Dejó a su esposo porque la
golpeaba. Pasaba mucho tiempo en los negocios, de viaje, en destinos que ella
desconocía. Tampoco sabía exactamente qué lo llevaba tan lejos y lo hacía
llegar con tantos billetes, pero transformado en un orate poderoso y temido.
Todo era que estuviera en casa, de regreso de esos traslados, y sus amigos y
socios estaban ahí, festejando no sé qué y bebiendo durante varios días y
metiéndose de todo.
Así, con esa efusividad, la
maltrataba. Por lo que veía y lo que no. Lo que sospechaba y lo que le decían.
Ella, mujer guapa y de buenos modos, se dedicaba a sus hijos. Solo salía para
visitar a su familia e ir de compras. Fueron tantos golpes como mapas malvas en
su rostro, vacíos a los que podía uno asomarse para ver la maldad y el
nacimiento de las lágrimas, que optó por dejarlo.
Se puso a trabajar en el área
de ventas de un supermercado. Apenas sacaba para ella y sus hijos y otro poco
que le daban sus padres. En esos pasillos, dio con él: arquitecto, alto, bien
parecido, de barba cerrada y delineada, ojos pispiretos y buen porte. Ella
llegó a ofrecerle las latas de comida que promovía. Él no vio la lata ni la
marca ni el precio ni las ofertas ni escuchó de su boca la promoción En la
compra de uno, se lleva… la vio a ella, intacta y diáfana, flotando, con un
aura brillante y celestial, y una voz de piano y violines. Le preguntó cómo te
llamas. Tomó dos de esas latas que le ofrecía y aprovechó para rozar sus dedos
tibios y tersos.
Terminó pidiéndole su
teléfono y preguntándole si podían verse de nuevo. La relación creció tanto que
le dio ropa y dinero. Tanto que la fiesta de quince años de su hija él la
patrocinó: fastuosa, de vestido largo y a rastras, blanco y de arreglos claros,
colgajes brillantes, cena de tres tiempos y banda orquesta. Él no tiró la casa
por la ventana, sino construyó otra al remodelar la que tenían y quebró para
siempre esa ventana que daba al pasado de ella.

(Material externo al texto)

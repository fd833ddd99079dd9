//! End-to-end sync scenarios (§8): drives the full `Engine::plan` /
//! `Engine::apply` pipeline — local scanner, fake remote driver, diff,
//! rename detection, conflict resolution, executor, and index persistence —
//! against a real temp directory and a real `SyncIndex`, rather than
//! exercising any one module in isolation.

use std::collections::HashMap;
use std::sync::atomic::{AtomicU64, Ordering};
use std::sync::Mutex;

use async_trait::async_trait;
use filetime::FileTime;
use tempfile::TempDir;

use drivesync::config::Options;
use drivesync::engine::Engine;
use drivesync::index::SyncIndex;
use drivesync::remote::{
	ChangeRecord, FilesManager, FoldersManager, NoopResourceKeyCache, Page, RemoteDriver, RemoteNode, RemoteResult, TransferResult,
};
use drivesync::util::hash_hex;
use drivesync::{Action, SyncConfig, SyncError};

const ROOT_ID: &str = "root";

#[derive(Clone)]
struct FakeNode {
	id: String,
	name: String,
	parent_id: String,
	is_dir: bool,
	size: u64,
	modified_time: String,
	md5: String,
	content: Vec<u8>,
}

/// In-memory stand-in for the Files/Folders managers and the remote driver
/// (§6): one flat id-keyed map, with `parent_id` establishing the tree.
struct FakeRemote {
	nodes: Mutex<HashMap<String, FakeNode>>,
	counter: AtomicU64,
}

impl FakeRemote {
	fn new() -> Self {
		let mut nodes = HashMap::new();
		nodes.insert(
			ROOT_ID.to_string(),
			FakeNode {
				id: ROOT_ID.to_string(),
				name: String::new(),
				parent_id: String::new(),
				is_dir: true,
				size: 0,
				modified_time: String::new(),
				md5: String::new(),
				content: Vec::new(),
			},
		);
		FakeRemote { nodes: Mutex::new(nodes), counter: AtomicU64::new(1) }
	}

	fn next_id(&self) -> String {
		format!("id{}", self.counter.fetch_add(1, Ordering::SeqCst))
	}

	fn seed_file(&self, parent_id: &str, name: &str, content: &[u8]) -> String {
		let id = self.next_id();
		let md5 = hash_hex(content);
		let size = content.len() as u64;
		self.nodes.lock().unwrap().insert(
			id.clone(),
			FakeNode {
				id: id.clone(),
				name: name.to_string(),
				parent_id: parent_id.to_string(),
				is_dir: false,
				size,
				modified_time: "2024-01-01T00:00:00Z".to_string(),
				md5,
				content: content.to_vec(),
			},
		);
		id
	}

	fn rename_node(&self, id: &str, new_name: &str) {
		let mut nodes = self.nodes.lock().unwrap();
		if let Some(n) = nodes.get_mut(id) {
			n.name = new_name.to_string();
		}
	}

	fn mime_for(is_dir: bool) -> &'static str {
		if is_dir {
			RemoteNode::FOLDER_MIME_TYPE
		} else {
			"text/plain"
		}
	}

	fn to_node(n: &FakeNode) -> RemoteNode {
		RemoteNode {
			id: n.id.clone(),
			name: n.name.clone(),
			mime_type: Self::mime_for(n.is_dir).to_string(),
			size: n.size,
			modified_time: n.modified_time.clone(),
			md5_checksum: n.md5.clone(),
			parents: vec![n.parent_id.clone()],
			resource_key: None,
		}
	}
}

fn not_found() -> Box<dyn std::error::Error + Send + Sync> {
	Box::new(std::io::Error::new(std::io::ErrorKind::NotFound, "no such node"))
}

#[async_trait]
impl RemoteDriver for FakeRemote {
	async fn list_children(&self, parent_id: &str, _page_token: Option<&str>) -> RemoteResult<Page<RemoteNode>> {
		let nodes = self.nodes.lock().unwrap();
		let items = nodes.values().filter(|n| n.parent_id == parent_id).map(FakeRemote::to_node).collect();
		Ok(Page { items, next_page_token: None })
	}

	async fn list_changes(&self, _change_token: &str, _page_token: Option<&str>) -> RemoteResult<Page<ChangeRecord>> {
		Ok(Page { items: Vec::new(), next_page_token: None })
	}

	async fn new_start_page_token(&self, _change_token: &str) -> RemoteResult<String> {
		Ok("token-next".to_string())
	}

	async fn fresh_start_page_token(&self) -> RemoteResult<String> {
		Ok("token-fresh".to_string())
	}

	async fn get_node(&self, id: &str) -> RemoteResult<RemoteNode> {
		let nodes = self.nodes.lock().unwrap();
		nodes.get(id).map(FakeRemote::to_node).ok_or_else(not_found)
	}
}

#[async_trait]
impl FilesManager for FakeRemote {
	async fn upload(&self, abs_path: &str, parent_id: &str, name: &str) -> RemoteResult<TransferResult> {
		let content = std::fs::read(abs_path)?;
		let id = self.seed_file(parent_id, name, &content);
		let nodes = self.nodes.lock().unwrap();
		let n = nodes.get(&id).unwrap();
		Ok(TransferResult { id: n.id.clone(), size: n.size, modified_time: n.modified_time.clone(), md5_checksum: n.md5.clone(), mime_type: "text/plain".to_string() })
	}

	async fn update_content(&self, id: &str, abs_path: &str) -> RemoteResult<TransferResult> {
		let content = std::fs::read(abs_path)?;
		let md5 = hash_hex(&content);
		let size = content.len() as u64;
		let mut nodes = self.nodes.lock().unwrap();
		let n = nodes.get_mut(id).ok_or_else(not_found)?;
		n.content = content;
		n.size = size;
		n.md5 = md5;
		n.modified_time = "2024-01-02T00:00:00Z".to_string();
		Ok(TransferResult { id: n.id.clone(), size: n.size, modified_time: n.modified_time.clone(), md5_checksum: n.md5.clone(), mime_type: "text/plain".to_string() })
	}

	async fn download(&self, id: &str, output_path: &str) -> RemoteResult<()> {
		let nodes = self.nodes.lock().unwrap();
		let n = nodes.get(id).ok_or_else(not_found)?;
		std::fs::write(output_path, &n.content)?;
		Ok(())
	}

	async fn move_with_safety(&self, id: &str, new_parent_id: &str, new_name: &str) -> RemoteResult<TransferResult> {
		let mut nodes = self.nodes.lock().unwrap();
		let n = nodes.get_mut(id).ok_or_else(not_found)?;
		n.parent_id = new_parent_id.to_string();
		n.name = new_name.to_string();
		Ok(TransferResult { id: n.id.clone(), size: n.size, modified_time: n.modified_time.clone(), md5_checksum: n.md5.clone(), mime_type: "text/plain".to_string() })
	}

	async fn delete_with_safety(&self, id: &str, _is_permanent: bool) -> RemoteResult<()> {
		self.nodes.lock().unwrap().remove(id);
		Ok(())
	}
}

#[async_trait]
impl FoldersManager for FakeRemote {
	async fn create(&self, name: &str, parent_id: &str) -> RemoteResult<String> {
		let id = self.next_id();
		self.nodes.lock().unwrap().insert(
			id.clone(),
			FakeNode {
				id: id.clone(),
				name: name.to_string(),
				parent_id: parent_id.to_string(),
				is_dir: true,
				size: 0,
				modified_time: String::new(),
				md5: String::new(),
				content: Vec::new(),
			},
		);
		Ok(id)
	}

	async fn delete_with_safety(&self, id: &str, _recursive: bool) -> RemoteResult<()> {
		self.nodes.lock().unwrap().remove(id);
		Ok(())
	}
}

fn cfg(id: &str, local_root: &std::path::Path, direction: &str, policy: &str) -> SyncConfig {
	SyncConfig {
		id: id.to_string(),
		local_root: local_root.display().to_string(),
		remote_root_id: ROOT_ID.to_string(),
		exclude_patterns: Vec::new(),
		conflict_policy: policy.to_string(),
		direction: direction.to_string(),
		last_sync_time: 0,
		last_change_token: String::new(),
	}
}

fn always_confirm(_actions: &[Action]) -> bool {
	true
}

fn never_confirm(_actions: &[Action]) -> bool {
	false
}

/// S1 — push a new local file: expect a single Upload, then after Apply the
/// index carries one row with both facets populated and a non-zero
/// `last_sync_time`.
#[tokio::test]
async fn s1_push_new_file_uploads_and_persists() {
	let local = TempDir::new().unwrap();
	std::fs::write(local.path().join("a.txt"), b"hello").unwrap();

	let remote = FakeRemote::new();
	let index_dir = TempDir::new().unwrap();
	let index = SyncIndex::open(&index_dir.path().join("index.redb")).unwrap();
	let engine = Engine { driver: &remote, files: &remote, folders: &remote, resource_keys: &NoopResourceKeyCache };
	let config = cfg("cfg1", local.path(), "push", "local-wins");

	let plan = engine.plan(&index, &config, Options::default()).await.unwrap();
	assert_eq!(plan.actions, vec![Action::Upload { path: "a.txt".to_string() }]);
	assert!(plan.conflicts.is_empty());

	let summary = engine.apply(&index, &config, &plan, Options::default(), &always_confirm).await.unwrap();
	assert_eq!(summary.uploads, 1);

	let entries = index.list_entries(&config.id).unwrap();
	assert_eq!(entries.len(), 1);
	let entry = &entries[0];
	assert_eq!(entry.relative_path, "a.txt");
	assert!(entry.drive_file_id.is_some());
	assert_eq!(entry.content_hash, hash_hex(b"hello"));

	let updated_cfg = index.get_config(&config.id).unwrap().unwrap();
	assert!(updated_cfg.last_sync_time > 0);

	// Replanning immediately afterwards should be a no-op: local and remote
	// now agree with the persisted previous state.
	let plan2 = engine.plan(&index, &updated_cfg, Options::default()).await.unwrap();
	assert!(plan2.actions.is_empty());
	assert!(plan2.conflicts.is_empty());
}

/// S3 — a remote-side rename (old.txt -> new.txt, same drive file id) with
/// local unchanged: expect rename detection to fuse the Download+DeleteLocal
/// pair into one MoveLocal, and Apply to leave the local tree with only the
/// new name.
#[tokio::test]
async fn s3_remote_rename_fuses_into_move_local() {
	let local = TempDir::new().unwrap();
	let content = b"some content";
	std::fs::write(local.path().join("old.txt"), content).unwrap();
	let mtime = FileTime::from_unix_time(1_700_000_000, 0);
	filetime::set_file_mtime(local.path().join("old.txt"), mtime).unwrap();

	let remote = FakeRemote::new();
	let file_id = remote.seed_file(ROOT_ID, "old.txt", content);
	remote.rename_node(&file_id, "new.txt");

	let index_dir = TempDir::new().unwrap();
	let index = SyncIndex::open(&index_dir.path().join("index.redb")).unwrap();
	let config = cfg("cfg3", local.path(), "bidirectional", "local-wins");
	index.upsert_config(&config).unwrap();
	index
		.replace_entries(
			&config.id,
			&[drivesync::SyncEntry {
				relative_path: "old.txt".to_string(),
				is_dir: false,
				local_mtime: Some(1_700_000_000),
				local_size: Some(content.len() as u64),
				content_hash: hash_hex(content),
				drive_file_id: Some(file_id.clone()),
				drive_parent_id: Some(ROOT_ID.to_string()),
				remote_mtime: Some("2024-01-01T00:00:00Z".to_string()),
				remote_size: Some(content.len() as u64),
				remote_md5: hash_hex(content),
				remote_mime_type: Some("text/plain".to_string()),
			}],
		)
		.unwrap();

	let engine = Engine { driver: &remote, files: &remote, folders: &remote, resource_keys: &NoopResourceKeyCache };
	let opts = Options { include_deletes: true, ..Options::default() };
	let plan = engine.plan(&index, &config, opts).await.unwrap();

	assert_eq!(plan.actions, vec![Action::MoveLocal { from: "old.txt".to_string(), to: "new.txt".to_string() }]);
	assert!(plan.conflicts.is_empty());

	engine.apply(&index, &config, &plan, opts, &always_confirm).await.unwrap();

	assert!(!local.path().join("old.txt").exists());
	assert_eq!(std::fs::read(local.path().join("new.txt")).unwrap(), content);
}

/// S6 — a previously-synced file was deleted on the remote while the local
/// copy is unchanged; pull mode with `include_deletes=true`, `force=false`,
/// and a confirmation helper that declines. Apply must return a
/// cancellation error and leave the index untouched.
#[tokio::test]
async fn s6_destructive_delete_cancellation_leaves_index_untouched() {
	let local = TempDir::new().unwrap();
	// `x` was synced before and is still present locally, unchanged; the
	// remote copy has since been deleted (not seeded into the fake remote).
	let content = b"will be deleted remotely";
	std::fs::write(local.path().join("x"), content).unwrap();
	let mtime = FileTime::from_unix_time(1000, 0);
	filetime::set_file_mtime(local.path().join("x"), mtime).unwrap();

	let remote = FakeRemote::new();

	let index_dir = TempDir::new().unwrap();
	let index = SyncIndex::open(&index_dir.path().join("index.redb")).unwrap();
	let config = cfg("cfg6", local.path(), "pull", "local-wins");
	index.upsert_config(&config).unwrap();
	let prior_entries = vec![drivesync::SyncEntry {
		relative_path: "x".to_string(),
		is_dir: false,
		local_mtime: Some(1000),
		local_size: Some(content.len() as u64),
		content_hash: hash_hex(content),
		drive_file_id: Some("was-f1".to_string()),
		drive_parent_id: Some(ROOT_ID.to_string()),
		remote_mtime: Some("2024-01-01T00:00:00Z".to_string()),
		remote_size: Some(content.len() as u64),
		remote_md5: hash_hex(content),
		remote_mime_type: Some("text/plain".to_string()),
	}];
	index.replace_entries(&config.id, &prior_entries).unwrap();

	let engine = Engine { driver: &remote, files: &remote, folders: &remote, resource_keys: &NoopResourceKeyCache };
	let opts = Options { include_deletes: true, force: false, ..Options::default() };
	let plan = engine.plan(&index, &config, opts).await.unwrap();
	assert_eq!(plan.actions, vec![Action::DeleteLocal { path: "x".to_string() }]);

	let result = engine.apply(&index, &config, &plan, opts, &never_confirm).await;
	assert!(matches!(result, Err(SyncError::Cancelled)));

	let entries_after = index.list_entries(&config.id).unwrap();
	assert_eq!(entries_after, prior_entries);
}

/// S5 — both sides modified a previously synced file under `rename-both`:
/// expect both copies preserved under suffixed names, with the new content
/// uploaded/downloaded to the right side.
#[tokio::test]
async fn s5_both_modified_rename_both_keeps_both_copies() {
	let local = TempDir::new().unwrap();
	std::fs::write(local.path().join("notes.md"), b"local edit").unwrap();
	let mtime = FileTime::from_unix_time(2_000_000_000, 0);
	filetime::set_file_mtime(local.path().join("notes.md"), mtime).unwrap();

	let remote = FakeRemote::new();
	let file_id = remote.seed_file(ROOT_ID, "notes.md", b"remote edit");

	let index_dir = TempDir::new().unwrap();
	let index = SyncIndex::open(&index_dir.path().join("index.redb")).unwrap();
	let config = cfg("cfg5", local.path(), "bidirectional", "rename-both");
	index.upsert_config(&config).unwrap();
	index
		.replace_entries(
			&config.id,
			&[drivesync::SyncEntry {
				relative_path: "notes.md".to_string(),
				is_dir: false,
				local_mtime: Some(1_000_000_000),
				local_size: Some(9),
				content_hash: hash_hex(b"original."),
				drive_file_id: Some(file_id.clone()),
				drive_parent_id: Some(ROOT_ID.to_string()),
				remote_mtime: Some("2023-01-01T00:00:00Z".to_string()),
				remote_size: Some(9),
				remote_md5: hash_hex(b"original."),
				remote_mime_type: Some("text/plain".to_string()),
			}],
		)
		.unwrap();

	let engine = Engine { driver: &remote, files: &remote, folders: &remote, resource_keys: &NoopResourceKeyCache };
	let plan = engine.plan(&index, &config, Options::default()).await.unwrap();

	assert!(plan.actions.contains(&Action::MoveLocal { from: "notes.md".to_string(), to: "notes.local.md".to_string() }));
	assert!(plan.actions.contains(&Action::MoveRemote { from: "notes.md".to_string(), to: "notes.remote.md".to_string() }));
	assert!(plan.actions.contains(&Action::Upload { path: "notes.local.md".to_string() }));
	assert!(plan.actions.contains(&Action::Download { path: "notes.remote.md".to_string() }));
	assert_eq!(plan.actions.len(), 4);
}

La vida era rosa y roja, por
el romanticismo, la buena vida, esa tranquilidad y certidumbre, a lo que se
sumó la pasión de brasas e incendio descomunal. Todo era felicidad y ardor,
músculos encendidos siempre y automáticos. El edén instalado en esa casa que ya
era hogar y sucursal del futuro. Si existía la inmortalidad, era esa, ella,
ellos y todo a sus alrededores.
Un día, cuando ella salía del
trabajo con esa sonrisa de barco trasatlántico, la abordaron cuatro hombres y
la subieron a un vehículo. Dos días después apareció semidesnuda, con un tiro
en la nuca y huellas de tortura. Él preguntó por ella, indagó y traspasó con
sus gritos y llanto los linderos. Apareció muerto a la semana y junto a él un
epitafio escrito en cartulina: por meterse con casadas.